In conclusion, while there are a few studies on the value of the trypsinogen-2 dipstick test as a predictive test for the severity of AP, its relatively low NPV does not allow UTDT to be a stand-alone tool for diagnosis of AP. Thus, the use of other conventional diagnostic tools becomes an additional requirement. However, UTDT is a simple, rapid and a reliable method that can be used on admission with high specificity and low NLR for early diagnosis and prediction of severity in AP.

COMMENTS
Background

Urine trypsinogen-2 dipstick test (UTDT) is simple, rapid and a reliable method that can be used on admission with high specificity and low negative likelihood ratio (NLR) for early diagnosis and prediction of severity in acute pancreatitis (AP).

Research frontiers

Early diagnosis and prediction of severity in AP is of particular significance.

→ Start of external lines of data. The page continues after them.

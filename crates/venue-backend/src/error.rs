//! Error types for backend and endpoint calls

use thiserror::Error;

/// Result type alias for backend operations
pub type BackendResult<T> = Result<T, BackendError>;

/// Errors raised while talking to the backend or the REST endpoints
#[derive(Error, Debug)]
pub enum BackendError {
    /// Transport failure
    #[error("HTTP request failed: {0}")]
    Http(#[from] reqwest::Error),

    /// Non-success response
    #[error("{operation} returned {status}: {message}")]
    Status {
        /// What was being attempted
        operation: String,
        /// HTTP status code
        status: u16,
        /// Message extracted from the response body
        message: String,
    },

    /// Response body had an unexpected shape
    #[error("Failed to decode {what}: {message}")]
    Decode {
        /// What was being decoded
        what: String,
        /// Decoder message
        message: String,
    },

    /// Row does not exist
    #[error("{table}/{id} not found")]
    NotFound {
        /// Table searched
        table: String,
        /// Id searched for
        id: String,
    },

    /// `Content-Range` header missing or malformed
    #[error("Invalid Content-Range header: {0:?}")]
    InvalidContentRange(String),

    /// Client misconfigured
    #[error("Invalid configuration: {message}")]
    Configuration {
        /// Error message
        message: String,
    },

    /// Rejected before any network call
    #[error(transparent)]
    Core(#[from] venue_core::Error),
}

impl BackendError {
    /// Create a decode error
    pub fn decode(what: impl Into<String>, message: impl std::fmt::Display) -> Self {
        Self::Decode {
            what: what.into(),
            message: message.to_string(),
        }
    }

    /// Create a not found error
    pub fn not_found(table: impl std::fmt::Display, id: impl Into<String>) -> Self {
        Self::NotFound {
            table: table.to_string(),
            id: id.into(),
        }
    }

    /// Create a configuration error
    pub fn configuration(message: impl Into<String>) -> Self {
        Self::Configuration {
            message: message.into(),
        }
    }

    /// Whether the error means the row is missing
    #[must_use]
    pub fn is_not_found(&self) -> bool {
        matches!(
            self,
            Self::NotFound { .. } | Self::Core(venue_core::Error::NotFound { .. })
        ) || matches!(self, Self::Status { status: 404, .. })
    }

    /// Whether the error was raised by local validation
    #[must_use]
    pub fn is_validation(&self) -> bool {
        matches!(
            self,
            Self::Core(
                venue_core::Error::Validation { .. } | venue_core::Error::SeatLimitExceeded { .. }
            )
        )
    }
}

impl From<validator::ValidationErrors> for BackendError {
    fn from(errors: validator::ValidationErrors) -> Self {
        Self::Core(errors.into())
    }
}

/// Pull a readable message out of an error body
///
/// Looks at the `message`, `error`, `msg` and `details` keys the backend and
/// the REST endpoints use; falls back to the raw text.
#[must_use]
pub fn error_message(body: &str) -> String {
    serde_json::from_str::<serde_json::Value>(body)
        .ok()
        .and_then(|value| {
            ["message", "error", "msg", "details"]
                .iter()
                .find_map(|key| value.get(key).and_then(serde_json::Value::as_str))
                .map(String::from)
        })
        .unwrap_or_else(|| body.trim().to_string())
}

/// Turn a non-success response into [`BackendError::Status`]
pub(crate) async fn ensure_success(
    response: reqwest::Response,
    operation: &str,
) -> BackendResult<reqwest::Response> {
    let status = response.status();
    if status.is_success() {
        return Ok(response);
    }
    let body = response.text().await.unwrap_or_default();
    Err(BackendError::Status {
        operation: operation.to_string(),
        status: status.as_u16(),
        message: error_message(&body),
    })
}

Innovations and breakthroughs

Although UTDT has been evaluated in many studies, clinical use of this test for early diagnosis and prediction of severity in AP is obscure. The aim of our prospective study was to evaluate the use of a trypsinogen-2 dipstick (Actim Pancreatitis) test in early diagnosis and prediction of severity in AP and to compare the sensitivity, specificity and prognostic value of this test with those of serum amylase, serum lipase and APACHE II score.

Applications

UTDT is a simple, rapid and reliable method that can be used on admission for early diagnosis and prediction of severity in AP.

Terminology

Various biochemical tests, one of which is the UTDT, have been developed over the past ten years for early diagnosis and prediction of severity in AP. Trypsinogen occurs as two major isoenzymes, trypsinogen-1 (cationic) and trypsinogen-2 (anionic), which are secreted at high concentrations into pancreatic fluid with a small proportion escaping into the circulation. Trypsinogen-1 and trypsinogen-2 are eliminated from the blood circulation by the kidneys. In AP, concentrations of trypsinogen-2 in serum and urine are higher than those of trypsinogen-1.

Peer review

The authors evaluated the use of a trypsinogen-2 dipstick (Actim Pancreatitis) test in early diagnosis and prediction of severity in AP. UTDT is a simple, rapid and a reliable method that can be used on admission with high specificity and low NLR for early diagnosis and prediction of severity in AP.